I’m a wreck
Friday, I made my decision to send my beloved Quizz over the rainbow bridge. The rectal mass had become hugely enlarged and was causing him considerable pain. It was becoming impossible for him to have a bowel movement. Colostomy bags are not something that can be used with a dog. The vet and I had a detailed discussion, the surgery option was risky due to the location and all the vital nerves and blood vessels in the region. It had no guarantee of making his life better and greater potential to making his life considerably worse. It became a question of quality of life versus quantity. If I could have fixed it, I would have given everything I had to do so.
Doing the right thing has never felt so bad.
Oh, and the hot water heater gasped out its last hot shower on Sunday morning. I do not approve of cold showers. Thank goodness it’s summer and I won’t die of consumption due to the cold.
I’ve decided every time I put forth goals, God laughs and asks me how badly do I want it?
At the moment, I’m not prepared to answer Him. The want isn’t in question, because I will hit my end goals. I’m just a little hollowed out with the events and need time to heal.
Wait for me (Leila Gaskin)
How do I say good bye when I’m not ready but it’s the right thing to do?

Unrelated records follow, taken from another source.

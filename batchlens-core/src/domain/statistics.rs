//! Aggregate statistics over one data source

use serde::{Deserialize, Serialize};

pub const TOTAL_JOBS: &str = "Total job executions";
pub const COMPLETED_JOBS: &str = "Completed jobs";
pub const FAILED_JOBS: &str = "Failed jobs";
pub const RUNNING_JOBS: &str = "Running jobs";
pub const TOTAL_STEPS: &str = "Total step executions";
pub const COMPLETED_STEPS: &str = "Completed steps";
pub const FAILED_STEPS: &str = "Failed steps";
pub const TOTAL_INSTANCES: &str = "Total job instances";
pub const DISTINCT_JOBS: &str = "Distinct job names";
pub const TOTAL_READ: &str = "Records read";
pub const TOTAL_WRITTEN: &str = "Records written";
pub const TOTAL_SKIPPED: &str = "Records skipped";

/// One labeled aggregate value
#[derive(Debug, Clone, PartialEq, Eq, Serialize, Deserialize)]
pub struct Statistic {
    pub label: String,
    pub value: i64,
    pub description: String,
}

/// Point-in-time set of aggregates computed over one connection
///
/// Produced in a single pass and never modified afterwards.
#[derive(Debug, Clone, PartialEq, Serialize, Deserialize)]
pub struct StatisticSnapshot {
    pub data_source_id: String,
    pub collected_at: chrono::DateTime<chrono::Utc>,
    pub items: Vec<Statistic>,
}

impl StatisticSnapshot {
    pub fn new(data_source_id: impl Into<String>, items: Vec<Statistic>) -> Self {
        Self {
            data_source_id: data_source_id.into(),
            collected_at: chrono::Utc::now(),
            items,
        }
    }

    /// Value of the statistic with the given label
    pub fn value(&self, label: &str) -> Option<i64> {
        self.items
            .iter()
            .find(|item| item.label == label)
            .map(|item| item.value)
    }

    pub fn total_jobs(&self) -> i64 {
        self.value(TOTAL_JOBS).unwrap_or(0)
    }

    pub fn total_steps(&self) -> i64 {
        self.value(TOTAL_STEPS).unwrap_or(0)
    }

    pub fn len(&self) -> usize {
        self.items.len()
    }

    pub fn is_empty(&self) -> bool {
        self.items.is_empty()
    }
}

#[cfg(test)]
mod tests {
    use super::*;

    #[test]
    fn test_lookup_by_label() {
        let snapshot = StatisticSnapshot::new(
            "ds",
            vec![Statistic {
                label: TOTAL_JOBS.to_string(),
                value: 3,
                description: "All job executions".to_string(),
            }],
        );
        assert_eq!(snapshot.total_jobs(), 3);
        assert_eq!(snapshot.value(FAILED_JOBS), None);
        assert_eq!(snapshot.total_steps(), 0);
    }
}
//! Objects of interest — spawn-relevant locations owning path pools.

use glam::Vec3;
use serde::{Deserialize, Serialize};

use crate::enums::{DroneType, PathKind};
use crate::path::FlightPath;

/// A named location owning flight-path template pools keyed by
/// (path kind, drone type), a list of exit points, and an optional
/// anchor position used when instantiating a path copy.
///
/// Pools may be empty; callers handle "no compatible path" as a skip.
#[derive(Debug, Clone, Default, Serialize, Deserialize)]
pub struct ObjectOfInterest {
    pub name: String,
    /// Anchor the path copy is placed at. Falls back to the template's
    /// own origin when absent.
    pub anchor: Option<Vec3>,
    /// Points drones fly to after completing a mission here.
    pub exit_points: Vec<Vec3>,

    pub recon_paths_copter: Vec<FlightPath>,
    pub recon_paths_wing: Vec<FlightPath>,
    pub attack_drop_paths_copter: Vec<FlightPath>,
    pub attack_drop_paths_wing: Vec<FlightPath>,
    pub attack_kamikaze_paths_copter: Vec<FlightPath>,
    pub attack_kamikaze_paths_wing: Vec<FlightPath>,
}

impl ObjectOfInterest {
    /// The template pool for a (path kind, drone type) combination.
    pub fn paths_for(&self, kind: PathKind, drone_type: DroneType) -> &[FlightPath] {
        match (kind, drone_type) {
            (PathKind::Recon, DroneType::Copter) => &self.recon_paths_copter,
            (PathKind::Recon, DroneType::Wing) => &self.recon_paths_wing,
            (PathKind::AttackDrop, DroneType::Copter) => &self.attack_drop_paths_copter,
            (PathKind::AttackDrop, DroneType::Wing) => &self.attack_drop_paths_wing,
            (PathKind::AttackKamikaze, DroneType::Copter) => &self.attack_kamikaze_paths_copter,
            (PathKind::AttackKamikaze, DroneType::Wing) => &self.attack_kamikaze_paths_wing,
        }
    }

    /// Mutable pool accessor, used when assembling a catalogue.
    pub fn paths_for_mut(&mut self, kind: PathKind, drone_type: DroneType) -> &mut Vec<FlightPath> {
        match (kind, drone_type) {
            (PathKind::Recon, DroneType::Copter) => &mut self.recon_paths_copter,
            (PathKind::Recon, DroneType::Wing) => &mut self.recon_paths_wing,
            (PathKind::AttackDrop, DroneType::Copter) => &mut self.attack_drop_paths_copter,
            (PathKind::AttackDrop, DroneType::Wing) => &mut self.attack_drop_paths_wing,
            (PathKind::AttackKamikaze, DroneType::Copter) => &mut self.attack_kamikaze_paths_copter,
            (PathKind::AttackKamikaze, DroneType::Wing) => &mut self.attack_kamikaze_paths_wing,
        }
    }
}
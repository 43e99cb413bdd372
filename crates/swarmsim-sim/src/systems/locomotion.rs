//! Point-mass locomotion.
//!
//! Agents with a steering target move straight toward it at the body's
//! max speed; arrival within the body's tolerance is reported back
//! through the steering state. Agents with no target ease their
//! altitude toward the body's altitude target, which keeps loitering
//! drones at a believable height without touching their horizontal
//! position.

use glam::Vec3;
use hecs::World;

use swarmsim_core::components::DroneBody;
use swarmsim_core::constants::{ALTITUDE_DEADBAND, ALTITUDE_EASE_RATE, ARRIVE_TOLERANCE, DT};
use swarmsim_core::types::Pose;

use crate::agent::SteeringState;

pub fn run(world: &mut World) {
    for (_entity, (pose, body, steering)) in
        world.query_mut::<(&mut Pose, &DroneBody, &mut SteeringState)>()
    {
        if !body.alive {
            continue;
        }

        match steering.seek {
            Some(seek) => {
                let to = seek - pose.position;
                let dist = to.length();
                let step = body.max_speed * DT;
                if dist <= step {
                    pose.position = seek;
                } else {
                    let dir = to / dist;
                    pose.position += dir * step;
                    let heading = Vec3::new(dir.x, 0.0, dir.z);
                    if heading.length_squared() > 1e-6 {
                        pose.forward = heading.normalize();
                    }
                }
                steering.reached = dist <= ARRIVE_TOLERANCE.max(step);
            }
            None => {
                let error = body.altitude_target - pose.position.y;
                if error.abs() > ALTITUDE_DEADBAND {
                    pose.position.y += error * (ALTITUDE_EASE_RATE * DT).min(1.0);
                }
            }
        }
    }
}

How do I make sure ‘I love you’ isn’t just an epitaph?
How do I know I’m being kind, not selfish?
How do I know my faith in more than this life is truly real?
How do I not succumb to the pain when I see that empty space?
How will I say ‘I love you’ again?
I won’t say goodbye, I can’t.
I’ll simply say ‘wait for me on the other side’
It’s the best I can do.
Quizz – 2004-2013 – He was a Very Good Dog who was Loved. He was my friend and my companion.